There is material below. Print exactly the lines starting at the line with "else if name.chars().count()" and ending at the line with "pub struct TemplatePatch", ends included, and no others.

- _DATA SHOWN_:
=== Begin Enclosure ===

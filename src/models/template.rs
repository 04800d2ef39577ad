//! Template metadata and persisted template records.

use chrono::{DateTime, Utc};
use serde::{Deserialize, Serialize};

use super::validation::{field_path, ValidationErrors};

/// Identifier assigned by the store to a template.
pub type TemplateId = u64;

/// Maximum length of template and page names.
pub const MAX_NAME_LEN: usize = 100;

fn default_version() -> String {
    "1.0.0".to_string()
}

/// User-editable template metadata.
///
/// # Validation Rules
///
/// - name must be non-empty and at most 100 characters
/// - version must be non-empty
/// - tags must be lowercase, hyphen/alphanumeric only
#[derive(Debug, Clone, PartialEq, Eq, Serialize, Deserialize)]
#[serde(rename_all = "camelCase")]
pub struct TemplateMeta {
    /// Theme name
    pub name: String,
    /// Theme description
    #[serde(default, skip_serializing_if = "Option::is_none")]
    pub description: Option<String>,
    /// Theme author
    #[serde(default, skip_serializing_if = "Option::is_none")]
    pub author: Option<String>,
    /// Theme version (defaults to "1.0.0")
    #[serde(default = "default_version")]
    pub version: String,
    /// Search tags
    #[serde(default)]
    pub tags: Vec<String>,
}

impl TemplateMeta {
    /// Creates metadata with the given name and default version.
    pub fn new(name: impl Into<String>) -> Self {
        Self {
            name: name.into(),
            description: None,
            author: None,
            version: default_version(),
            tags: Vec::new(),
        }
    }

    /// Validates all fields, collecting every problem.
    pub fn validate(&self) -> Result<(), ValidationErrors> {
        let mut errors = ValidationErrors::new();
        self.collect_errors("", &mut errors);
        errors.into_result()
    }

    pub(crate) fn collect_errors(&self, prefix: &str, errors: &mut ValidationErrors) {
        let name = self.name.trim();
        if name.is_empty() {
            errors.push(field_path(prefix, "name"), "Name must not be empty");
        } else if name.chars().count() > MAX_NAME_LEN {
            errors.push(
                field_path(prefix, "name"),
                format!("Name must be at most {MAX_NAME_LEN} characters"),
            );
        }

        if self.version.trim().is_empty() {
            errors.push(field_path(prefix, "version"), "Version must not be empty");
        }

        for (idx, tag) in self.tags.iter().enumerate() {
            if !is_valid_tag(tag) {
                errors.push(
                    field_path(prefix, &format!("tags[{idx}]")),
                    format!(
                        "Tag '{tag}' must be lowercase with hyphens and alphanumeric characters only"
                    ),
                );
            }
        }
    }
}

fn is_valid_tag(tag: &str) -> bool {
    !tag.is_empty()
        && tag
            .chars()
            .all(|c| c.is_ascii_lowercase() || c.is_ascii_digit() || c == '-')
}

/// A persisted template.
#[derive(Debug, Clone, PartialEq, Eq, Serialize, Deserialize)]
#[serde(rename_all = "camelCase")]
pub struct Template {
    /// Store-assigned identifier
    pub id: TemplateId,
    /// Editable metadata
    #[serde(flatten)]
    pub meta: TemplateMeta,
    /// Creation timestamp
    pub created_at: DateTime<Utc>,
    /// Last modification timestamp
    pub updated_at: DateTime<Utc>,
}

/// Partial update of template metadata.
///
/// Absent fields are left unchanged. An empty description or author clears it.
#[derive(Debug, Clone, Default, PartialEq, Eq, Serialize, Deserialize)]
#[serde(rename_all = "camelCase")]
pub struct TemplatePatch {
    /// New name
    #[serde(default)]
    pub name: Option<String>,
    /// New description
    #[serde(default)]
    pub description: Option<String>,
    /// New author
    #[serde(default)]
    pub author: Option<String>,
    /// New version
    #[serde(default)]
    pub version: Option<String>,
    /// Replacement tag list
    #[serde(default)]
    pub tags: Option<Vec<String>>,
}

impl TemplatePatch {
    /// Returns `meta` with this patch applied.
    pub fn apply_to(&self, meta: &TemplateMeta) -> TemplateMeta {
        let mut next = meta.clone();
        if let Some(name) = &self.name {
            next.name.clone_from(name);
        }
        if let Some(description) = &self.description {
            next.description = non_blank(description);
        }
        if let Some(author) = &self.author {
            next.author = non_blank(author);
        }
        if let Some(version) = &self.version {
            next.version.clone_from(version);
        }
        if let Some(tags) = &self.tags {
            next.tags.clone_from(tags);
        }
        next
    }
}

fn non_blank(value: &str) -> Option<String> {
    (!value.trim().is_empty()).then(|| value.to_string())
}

=== End Enclosure ===

- _EXPECTED OUTPUT_:
        } else if name.chars().count() > MAX_NAME_LEN {
            errors.push(
                field_path(prefix, "name"),
                format!("Name must be at most {MAX_NAME_LEN} characters"),
            );
        }

        if self.version.trim().is_empty() {
            errors.push(field_path(prefix, "version"), "Version must not be empty");
        }

        for (idx, tag) in self.tags.iter().enumerate() {
            if !is_valid_tag(tag) {
                errors.push(
                    field_path(prefix, &format!("tags[{idx}]")),
                    format!(
                        "Tag '{tag}' must be lowercase with hyphens and alphanumeric characters only"
                    ),
                );
            }
        }
    }
}

fn is_valid_tag(tag: &str) -> bool {
    !tag.is_empty()
        && tag
            .chars()
            .all(|c| c.is_ascii_lowercase() || c.is_ascii_digit() || c == '-')
}

/// A persisted template.
#[derive(Debug, Clone, PartialEq, Eq, Serialize, Deserialize)]
#[serde(rename_all = "camelCase")]
pub struct Template {
    /// Store-assigned identifier
    pub id: TemplateId,
    /// Editable metadata
    #[serde(flatten)]
    pub meta: TemplateMeta,
    /// Creation timestamp
    pub created_at: DateTime<Utc>,
    /// Last modification timestamp
    pub updated_at: DateTime<Utc>,
}

/// Partial update of template metadata.
///
/// Absent fields are left unchanged. An empty description or author clears it.
#[derive(Debug, Clone, Default, PartialEq, Eq, Serialize, Deserialize)]
#[serde(rename_all = "camelCase")]
pub struct TemplatePatch {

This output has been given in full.